To send a test alert with the labels alertname=Up and node=bar you can simply execute the following command.
Note
As you will be executing some oc commands in the following labs, make sure you are logged in to your OpenShift Cluster.
You can copy the login Command from the OpenShift UI:
- Browse to http://LOCALHOST_OPENSHIFT
- Click on your name in the top right
Copy login command- Replace
6443with443
team=<team>
oc -n $team-monitoring exec -it sts/alertmanager-alertmanager -- sh
amtool alert add --alertmanager.url=http://localhost:9093 alertname=Up node=bar
Check in the Alertmanger web UI if you see the test alert with the correct labels set.
Task 7.1.3: Show the routing tree
Show routing tree:
team=<team>
oc -n $team-monitoring exec -it sts/alertmanager-alertmanager -- sh
amtool config routes --config.file /etc/alertmanager/config/alertmanager.yaml
Depending on the configured receivers your output might vary.
The routing tree of the monitoring stack in namespace infra-config is more complex than the one of the examples-monitoring namespace:
Namespace config-caasi01-monitoring:
$ oc -n config-caasi01-monitoring exec -it sts/alertmanager-alertmanager -- amtool config routes --config.file /etc/alertmanager/config/alertmanager.yaml
Routing tree:
.
└── default-route receiver: default
├── {severity=~"^(?:critical|warning)$"} continue: true receiver: mail-critical
├── {alertname=~"^(?:DeadMansSwitch)$"} receiver: deadmanswitch
├── {env="prod",severity="critical"} receiver: teams-critical-prod
├── {env="prod",severity="warning"} receiver: teams-warning-prod
├── {env="prod"} receiver: teams-info-prod
├── {env!="prod",severity="critical"} receiver: teams-critical-nonprod
├── {env!="prod",severity="warning"} receiver: teams-warning-nonprod
├── {env!="prod",severity="info"} receiver: teams-info-nonprod
└── {env!="prod"} receiver: teams-warning-prod
Namespace examples-monitoring:
$ oc -n examples-monitoring exec -it sts/alertmanager-alertmanager -- amtool config routes --config.file /etc/alertmanager/config/alertmanager.yaml
Routing tree:
.
└── default-route receiver: default
Task 7.1.4: Silencing alerts
Sometimes the huge amount of alerts can be overwhelming, or you’re currently working on fixing an issue, which triggers an alert. Or you’re simply testing something that fires alerts.

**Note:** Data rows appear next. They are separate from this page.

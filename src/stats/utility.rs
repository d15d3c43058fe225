use std::collections::HashMap;
use std::hash::Hash;

use crate::stats::types::Mode;

/// Counts occurrences of each distinct value.
///
/// Ordered by descending count; values with equal counts keep the order in
/// which they were first seen.
pub fn value_counts<T, I>(values: I) -> Vec<(T, usize)>
where
    T: Eq + Hash + Clone,
    I: IntoIterator<Item = T>,
{
    let mut index: HashMap<T, usize> = HashMap::new();
    let mut counts: Vec<(T, usize)> = Vec::new();

    for value in values {
        match index.get(&value) {
            Some(&i) => counts[i].1 += 1,
            None => {
                index.insert(value.clone(), counts.len());
                counts.push((value, 1));
            }
        }
    }

    // stable sort keeps first-seen order among ties
    counts.sort_by(|a, b| b.1.cmp(&a.1));
    counts
}

/// Most frequent value; ties go to the value seen first.
pub fn mode_first_seen<T, I>(values: I) -> Option<Mode<T>>
where
    T: Eq + Hash + Clone,
    I: IntoIterator<Item = T>,
{
    value_counts(values)
        .into_iter()
        .next()
        .map(|(value, count)| Mode { value, count })
}

/// Most frequent value; ties go to the smallest `key(value)`.
pub fn mode_lowest_by_key<T, K, I, F>(values: I, key: F) -> Option<Mode<T>>
where
    T: Eq + Hash + Clone,
    K: Ord,
    I: IntoIterator<Item = T>,
    F: Fn(&T) -> K,
{
    let counts = value_counts(values);
    let top = counts.first()?.1;

    counts
        .into_iter()
        .take_while(|(_, count)| *count == top)
        .min_by_key(|(value, _)| key(value))
        .map(|(value, count)| Mode { value, count })
}

/// Most frequent value; ties go to the smallest value.
pub fn mode_lowest<T, I>(values: I) -> Option<Mode<T>>
where
    T: Eq + Hash + Ord + Clone,
    I: IntoIterator<Item = T>,
{
    mode_lowest_by_key(values, T::clone)
}
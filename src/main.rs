//! CLI entry point for the bikeshare statistics tool.
//!
//! Provides subcommands for one-shot statistics, paging through raw trip
//! rows, and an interactive exploration loop.

use anyhow::Result;
use bikeshare_stats::{
    catalog::{City, CityCatalog},
    filter::TripFilter,
    loader::Loader,
    output::{append_record, print_pretty, render_raw_page, render_report, to_json},
    raw::{DEFAULT_PAGE_SIZE, RawData},
    shell::Shell,
    stats::{Report, ReportSummary},
};
use clap::{Parser, Subcommand, ValueEnum};
use std::ffi::OsStr;
use std::path::{Path, PathBuf};
use tracing::{info, warn};
use tracing_subscriber::{
    EnvFilter, Layer,
    fmt::{self, format::FmtSpan},
    layer::SubscriberExt,
    util::SubscriberInitExt,
};

#[derive(Parser)]
#[command(name = "bikeshare_stats")]
#[command(about = "Explore US bikeshare trip data", long_about = None)]
struct Cli {
    /// Directory containing chicago.csv, new_york_city.csv and washington.csv
    /// (defaults to $BIKESHARE_DATA_DIR, then the current directory)
    #[arg(long, global = true, value_name = "DIR")]
    data_dir: Option<PathBuf>,

    #[command(subcommand)]
    command: Commands,
}

#[derive(Subcommand)]
enum Commands {
    /// Compute all statistics for one city, month and day
    Stats {
        /// chicago, "new york city" or washington
        #[arg(short, long)]
        city: String,

        /// all, or a month from january to june
        #[arg(short, long, default_value = "all")]
        month: String,

        /// all, or a day of the week
        #[arg(short, long, default_value = "all")]
        day: String,

        /// Output format
        #[arg(short, long, value_enum, default_value_t = Format::Text)]
        format: Format,

        /// Optional: CSV file to append a one-row summary to
        #[arg(long)]
        append: Option<String>,
    },
    /// Print unfiltered rows of a city's trip log
    Raw {
        #[arg(short, long)]
        city: String,

        /// Index of the first row to print
        #[arg(short, long, default_value_t = 0)]
        offset: usize,

        /// Number of rows to print
        #[arg(short, long, default_value_t = DEFAULT_PAGE_SIZE)]
        rows: usize,
    },
    /// Answer prompts for city, month and day, repeatedly
    Explore,
}

#[derive(Clone, Copy, ValueEnum)]
enum Format {
    Text,
    Json,
}

fn main() -> Result<()> {
    dotenvy::dotenv().ok(); // Load .env file

    // Logging setup: colored stderr + JSON rolling log file
    let log_file_path =
        std::env::var("LOG_FILE_PATH").unwrap_or_else(|_| "logs/bikeshare_stats.log".to_string());
    let log_dir = Path::new(&log_file_path)
        .parent()
        .unwrap_or(Path::new("logs"));
    let log_file_name = Path::new(&log_file_path)
        .file_name()
        .unwrap_or(OsStr::new("bikeshare_stats.log"));

    let file_appender = tracing_appender::rolling::daily(log_dir, log_file_name);
    let (non_blocking_file, _file_guard) = tracing_appender::non_blocking(file_appender);

    // stdout carries the results, so stderr stays quiet unless asked
    let stderr_layer = fmt::layer()
        .with_target(true)
        .with_span_events(FmtSpan::CLOSE)
        .with_ansi(true)
        .with_writer(std::io::stderr)
        .with_filter(EnvFilter::try_from_env("RUST_LOG").unwrap_or_else(|_| EnvFilter::new("warn")));

    let json_layer = fmt::layer()
        .json()
        .with_current_span(true)
        .with_span_list(true)
        .with_span_events(FmtSpan::CLOSE)
        .with_writer(non_blocking_file)
        .with_filter(
            EnvFilter::try_from_env("RUST_LOG_JSON").unwrap_or_else(|_| EnvFilter::new("debug")),
        );

    tracing_subscriber::registry()
        .with(stderr_layer)
        .with(json_layer)
        .init();

    let cli = Cli::parse();

    let catalog = match cli.data_dir {
        Some(dir) => CityCatalog::new(dir),
        None => CityCatalog::from_env(),
    };
    info!(data_dir = %catalog.data_dir().display(), "Using data directory");
    let loader = Loader::new(catalog);

    match cli.command {
        Commands::Stats {
            city,
            month,
            day,
            format,
            append,
        } => {
            let city: City = city.parse()?;
            let filter = TripFilter::parse(&month, &day)?;
            let records = loader.load_filtered(city, &filter)?;

            let report = match Report::compute(&records, &filter) {
                Ok(report) => report,
                Err(e) if e.is_empty_data() => {
                    warn!(city = %city, "No trips match the selected filters");
                    println!("No trips match the selected filters.");
                    return Ok(());
                }
                Err(e) => return Err(e.into()),
            };
            print_pretty(&report);

            match format {
                Format::Text => print!("{}", render_report(&report)),
                Format::Json => println!("{}", to_json(&report)?),
            }

            if let Some(path) = append {
                append_record(&path, &ReportSummary::from(&report))?;
                info!(path = %path, "Summary appended");
            }
        }
        Commands::Raw { city, offset, rows } => {
            let city: City = city.parse()?;
            let data = RawData::read(&loader.catalog().path_for(city))?;

            match data.page(offset, rows) {
                Some(page) => print!("{}", render_raw_page(&page)),
                None => println!("No rows at offset {offset} ({} rows total).", data.len()),
            }
        }
        Commands::Explore => {
            let stdin = std::io::stdin();
            let stdout = std::io::stdout();
            Shell::new(loader, stdin.lock(), stdout.lock()).run()?;
        }
    }

    Ok(())
}
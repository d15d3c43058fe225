use tracing::debug;

use crate::error::{BikeshareError, Result};
use crate::record::RecordSet;
use crate::stats::types::StationStats;
use crate::stats::utility::mode_first_seen;

/// Most used start station, end station and start/end pair.
///
/// The pair is counted per trip (`"<start> To <end>"`), so it is the most
/// frequent actual route rather than a combination of the two station modes.
/// Ties go to the value that appears first in `records`.
///
/// # Errors
///
/// [`BikeshareError::EmptyData`] if `records` is empty.
#[tracing::instrument(skip_all, fields(trips = records.len()))]
pub fn station_stats(records: &RecordSet) -> Result<StationStats> {
    let empty = || BikeshareError::EmptyData { statistic: "station stats" };

    let most_common_start_station =
        mode_first_seen(records.iter().map(|t| t.start_station.clone())).ok_or_else(empty)?;
    let most_common_end_station =
        mode_first_seen(records.iter().map(|t| t.end_station.clone())).ok_or_else(empty)?;
    let most_common_trip = mode_first_seen(records.iter().map(|t| t.route())).ok_or_else(empty)?;

    debug!(trip = %most_common_trip.value, "Station stats computed");
    Ok(StationStats {
        most_common_start_station,
        most_common_end_station,
        most_common_trip,
    })
}
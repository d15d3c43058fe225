use tracing::debug;

use crate::error::{BikeshareError, Result};
use crate::record::RecordSet;
use crate::stats::types::DurationStats;

/// Total and mean trip duration in seconds, summed in record order.
///
/// # Errors
///
/// [`BikeshareError::EmptyData`] if `records` is empty.
#[tracing::instrument(skip_all, fields(trips = records.len()))]
pub fn trip_duration_stats(records: &RecordSet) -> Result<DurationStats> {
    if records.is_empty() {
        return Err(BikeshareError::EmptyData { statistic: "trip duration stats" });
    }

    let trips = records.len();
    let total_duration: f64 = records.iter().map(|t| t.trip_duration).sum();
    let mean_duration = total_duration / trips as f64;

    debug!(total_duration, mean_duration, "Trip duration stats computed");
    Ok(DurationStats {
        trips,
        total_duration,
        mean_duration,
    })
}

#[cfg(test)]
mod tests {
    use super::*;
    use crate::catalog::City;
    use crate::stats::test_utils::{record_set, trip};

    #[test]
    fn test_total_and_mean() {
        let set = record_set(
            City::Chicago,
            vec![
                trip("2017-03-06 08:00:00", "A", "B", 900.0),
                trip("2017-03-06 08:00:00", "A", "B", 600.0),
                trip("2017-03-06 08:00:00", "A", "B", 300.0),
            ],
        );
        let stats = trip_duration_stats(&set).unwrap();

        assert_eq!(stats.trips, 3);
        assert_eq!(stats.total_duration, 1800.0);
        assert_eq!(stats.mean_duration, 600.0);
    }

    #[test]
    fn test_mean_is_total_over_count() {
        let set = record_set(
            City::Washington,
            vec![
                trip("2017-03-06 08:00:00", "A", "B", 489.066),
                trip("2017-03-06 08:00:00", "A", "B", 402.549),
                trip("2017-03-06 08:00:00", "A", "B", 637.251),
            ],
        );
        let stats = trip_duration_stats(&set).unwrap();
        assert_eq!(stats.mean_duration, stats.total_duration / 3.0);
    }

    #[test]
    fn test_empty_records() {
        let set = record_set(City::Chicago, vec![]);
        assert!(trip_duration_stats(&set).unwrap_err().is_empty_data());
    }
}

In such cases alert silencing can be very helpful.
Let’s now silence our test alert.
Open the Alertmanger web UI and search for the test alert.
Note
The alert might have been resolved already, use the following command to re-trigger it again:
team=<team>
oc -n $team-monitoring exec -it sts/alertmanager-alertmanager -- sh
amtool alert add --alertmanager.url=http://localhost:9093 alertname=Up node=bar
You can either silence the specific alert by simply clicking on the Silcence button next to the alert, or create a new silence by clicking the New Silence button in the top menu on the right.
Either way, you’ll end up on the same form. The button next to the alert will conveniently fill out the matchers, so that the alert will be affected by the new silence.
- Click the
Silencebutton next to the test alert. - Make sure the matchers contains the two labels (
alertname="Up",node="bar") of the test alert. - Set the duration to 1h
- Add your username to the creator form field.
- Fill out the description with the reason you’re creating a silence.
You can then use the Preview Alerts button to check your matchers and create the alert by clicking create.

All alerts, which match the defined labels of the matcher will be silenced for the defined time slot.
Go back to the Alerts page, the silenced alert disappeared and will only be visible when checking the silenced alerts checkbox.
The top menu entry silence will show you a list of the created silences. Silences can also be created programmatically using the API or the amtool (amtool silence --help).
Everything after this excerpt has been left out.